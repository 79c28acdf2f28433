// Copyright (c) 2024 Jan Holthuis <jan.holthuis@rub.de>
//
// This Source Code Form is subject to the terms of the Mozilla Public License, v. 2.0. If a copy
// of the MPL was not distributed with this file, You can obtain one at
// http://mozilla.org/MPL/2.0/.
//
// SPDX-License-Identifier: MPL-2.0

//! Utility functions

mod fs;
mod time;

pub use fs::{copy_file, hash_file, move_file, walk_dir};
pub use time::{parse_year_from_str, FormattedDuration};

- [Activity]: Output all of the records above unchanged.

- [Result]:
repository 79c28acdf2f28433
// Copyright (c) 2024 Jan Holthuis <jan.holthuis@rub.de>
//
// This Source Code Form is subject to the terms of the Mozilla Public License, v. 2.0. If a copy
// of the MPL was not distributed with this file, You can obtain one at
// http://mozilla.org/MPL/2.0/.
//
// SPDX-License-Identifier: MPL-2.0

//! Utility functions

mod fs;
mod time;

pub use fs::{copy_file, hash_file, move_file, walk_dir};
pub use time::{parse_year_from_str, FormattedDuration};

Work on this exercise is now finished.